Federal officials have identified three “hot spots” of intense contamination — and the source of cancer-causing toxic vapors — along the polluted Gowanus Canal, according to the Brooklyn Paper.
The officials remained mum last week about what risks the gunk poses to humans and animals — but they did reveal that an astonishing 90 percent of pollutants in the canal originate from just three sites along the 1.8-mile waterway.
he terrible trio mirrors locations where gas plants once stood: Metropolitan Works, at 12th Street and the canal; Fulton Municipal Works, at Degraw Street and Third Avenue; and Citizens Gas Company, at Smith and Fifth streets.
From the 1860s to the late 1950s, the companies literally helped fuel the Industrial Revolution — but in the process, generated a by-product called coal tar, a substance containing an array of hazardous compounds.

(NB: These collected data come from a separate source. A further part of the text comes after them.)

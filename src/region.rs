//! Region keys and the provincial metadata table.
//!
//! Raw region names in the feed carry administrative suffixes
//! (`湖北省`, `武汉市`, `广西壮族自治区`) while map features and URL
//! parameters often do not. [`normalize_region_name`] is the single place
//! where those suffixes are removed; every lookup in the crate goes
//! through it.

use once_cell::sync::Lazy;
use serde::Serialize;
use std::collections::HashMap;
use std::fmt;
use std::path::{Path, PathBuf};
use strum::IntoEnumIterator;
use strum_macros::EnumIter;

/// Administrative tokens removed from a raw region name.
const STRIP_KEY_PARTS: [&str; 6] = ["省", "市", "自治区", "回族", "维吾尔", "壮族"];

/// Errors raised when a region must be resolvable.
#[derive(Debug, thiserror::Error)]
pub enum RegionError {
    #[error("unknown province: {name}")]
    UnknownProvince { name: String },
}

/// A region name with administrative suffixes stripped.
#[derive(Debug, Clone, PartialEq, Eq, Hash, PartialOrd, Ord, Serialize)]
pub struct RegionKey(String);

impl RegionKey {
    pub fn as_str(&self) -> &str {
        &self.0
    }

    pub fn is_empty(&self) -> bool {
        self.0.is_empty()
    }

    pub fn starts_with(&self, prefix: &RegionKey) -> bool {
        self.0.starts_with(prefix.as_str())
    }
}

impl fmt::Display for RegionKey {
    fn fmt(&self, f: &mut fmt::Formatter<'_>) -> fmt::Result {
        f.write_str(&self.0)
    }
}

/// Strip administrative tokens and surrounding whitespace from a name.
pub fn normalize_region_name(raw: &str) -> RegionKey {
    let stripped = STRIP_KEY_PARTS
        .iter()
        .fold(raw.trim().to_string(), |acc, part| acc.replace(part, ""));
    RegionKey(stripped.trim().to_string())
}

/// The provincial-level regions with a dedicated per-province data file.
#[derive(Debug, Clone, Copy, PartialEq, Eq, Hash, EnumIter, Serialize)]
pub enum Province {
    Anhui,
    Macau,
    Beijing,
    Chongqing,
    Fujian,
    Gansu,
    Guangdong,
    Guangxi,
    Guizhou,
    Hainan,
    Hebei,
    Henan,
    Heilongjiang,
    Hubei,
    Hunan,
    Jilin,
    Jiangsu,
    Jiangxi,
    Liaoning,
    InnerMongolia,
    Ningxia,
    Qinghai,
    Shandong,
    Shanxi,
    Shaanxi,
    Shanghai,
    Sichuan,
    Taiwan,
    Tianjin,
    Tibet,
    HongKong,
    Xinjiang,
    Yunnan,
    Zhejiang,
}

/// Static facts about a province.
#[derive(Debug, Clone, Copy, PartialEq, Eq, Serialize)]
pub struct ProvinceMeta {
    /// Normalized Chinese name, identical to the province's [`RegionKey`].
    pub key: &'static str,
    /// File stem of the province's city-level dataset.
    pub data_file_stem: &'static str,
}

impl Province {
    pub const fn meta(self) -> ProvinceMeta {
        let (key, data_file_stem) = match self {
            Self::Anhui => ("安徽", "an_hui"),
            Self::Macau => ("澳门", "ao_men"),
            Self::Beijing => ("北京", "bei_jing"),
            Self::Chongqing => ("重庆", "chong_qing"),
            Self::Fujian => ("福建", "fu_jian"),
            Self::Gansu => ("甘肃", "gan_su"),
            Self::Guangdong => ("广东", "guang_dong"),
            Self::Guangxi => ("广西", "guang_xi"),
            Self::Guizhou => ("贵州", "gui_zhou"),
            Self::Hainan => ("海南", "hai_nan"),
            Self::Hebei => ("河北", "he_bei"),
            Self::Henan => ("河南", "he_nan"),
            Self::Heilongjiang => ("黑龙江", "hei_long_jiang"),
            Self::Hubei => ("湖北", "hu_bei"),
            Self::Hunan => ("湖南", "hu_nan"),
            Self::Jilin => ("吉林", "ji_lin"),
            Self::Jiangsu => ("江苏", "jiang_su"),
            Self::Jiangxi => ("江西", "jiang_xi"),
            Self::Liaoning => ("辽宁", "liao_ning"),
            Self::InnerMongolia => ("内蒙古", "nei_meng_gu"),
            Self::Ningxia => ("宁夏", "ning_xia"),
            Self::Qinghai => ("青海", "qing_hai"),
            Self::Shandong => ("山东", "shan_dong"),
            Self::Shanxi => ("山西", "shan_xi_1"),
            Self::Shaanxi => ("陕西", "shan_xi_3"),
            Self::Shanghai => ("上海", "shang_hai"),
            Self::Sichuan => ("四川", "si_chuan"),
            Self::Taiwan => ("台湾", "tai_wan"),
            Self::Tianjin => ("天津", "tian_jin"),
            Self::Tibet => ("西藏", "xi_zang"),
            Self::HongKong => ("香港", "xiang_gang"),
            Self::Xinjiang => ("新疆", "xin_jiang"),
            Self::Yunnan => ("云南", "yun_nan"),
            Self::Zhejiang => ("浙江", "zhe_jiang"),
        };
        ProvinceMeta { key, data_file_stem }
    }

    /// Look a province up by any spelling that normalizes to its key.
    pub fn lookup(name: &str) -> Option<Self> {
        let key = normalize_region_name(name);
        PROVINCES_BY_KEY.get(key.as_str()).copied()
    }

    /// Like [`Province::lookup`], but an unknown name is an error.
    ///
    /// # Errors
    ///
    /// Returns [`RegionError::UnknownProvince`] when the name does not
    /// belong to any province in the table.
    pub fn require(name: &str) -> Result<Self, RegionError> {
        Self::lookup(name).ok_or_else(|| RegionError::UnknownProvince {
            name: name.to_string(),
        })
    }

    /// Path of the province's city-level dataset under `base`.
    pub fn data_path(self, base: &Path) -> PathBuf {
        base.join(format!("{}.csv", self.meta().data_file_stem))
    }
}

static PROVINCES_BY_KEY: Lazy<HashMap<&'static str, Province>> =
    Lazy::new(|| Province::iter().map(|p| (p.meta().key, p)).collect());

#[cfg(test)]
mod tests {
    use super::*;

    #[test]
    fn strips_province_and_city_suffixes() {
        assert_eq!(normalize_region_name("湖北省").as_str(), "湖北");
        assert_eq!(normalize_region_name("武汉市").as_str(), "武汉");
        assert_eq!(normalize_region_name(" 北京市 ").as_str(), "北京");
    }

    #[test]
    fn strips_autonomous_region_qualifiers() {
        assert_eq!(normalize_region_name("广西壮族自治区").as_str(), "广西");
        assert_eq!(normalize_region_name("新疆维吾尔自治区").as_str(), "新疆");
        assert_eq!(normalize_region_name("宁夏回族自治区").as_str(), "宁夏");
        assert_eq!(normalize_region_name("内蒙古自治区").as_str(), "内蒙古");
    }

    #[test]
    fn normalization_is_idempotent() {
        let once = normalize_region_name("西藏自治区");
        assert_eq!(normalize_region_name(once.as_str()), once);
    }

    #[test]
    fn looks_up_provinces_by_raw_name() {
        assert_eq!(Province::lookup("湖北省"), Some(Province::Hubei));
        assert_eq!(Province::lookup("陕西"), Some(Province::Shaanxi));
        assert_eq!(Province::lookup("山西省"), Some(Province::Shanxi));
        assert_eq!(Province::lookup("武汉"), None);
    }

    #[test]
    fn every_province_key_is_normalized_and_unique() {
        assert_eq!(PROVINCES_BY_KEY.len(), Province::iter().count());
        for p in Province::iter() {
            let key = p.meta().key;
            assert_eq!(normalize_region_name(key).as_str(), key);
        }
    }

    #[test]
    fn unknown_province_is_an_error() {
        let err = Province::require("火星").unwrap_err();
        assert_eq!(err.to_string(), "unknown province: 火星");
    }

    #[test]
    fn builds_province_data_path() {
        let path = Province::Hubei.data_path(Path::new("data/provinces"));
        assert_eq!(path, PathBuf::from("data/provinces/hu_bei.csv"));
    }
}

The foul tar has since seeped deep underground, where it continues to migrate into the fetid waterway, its presence confirmed by an oily surface sheen. The tar can also be gasified, producing cancer-causing vapors.
The agency is sifting through a mountain of data it collected since the canal was named a Superfund site last March, a recognition of its status as one of the nation’s most polluted waterways. Once that work is completed, said Walter Mugdan, a regional director with the Environmental Protection Agency, officials will “determine what to do to clean it” — a process that will take 10 to 12 years, and cost $500 million.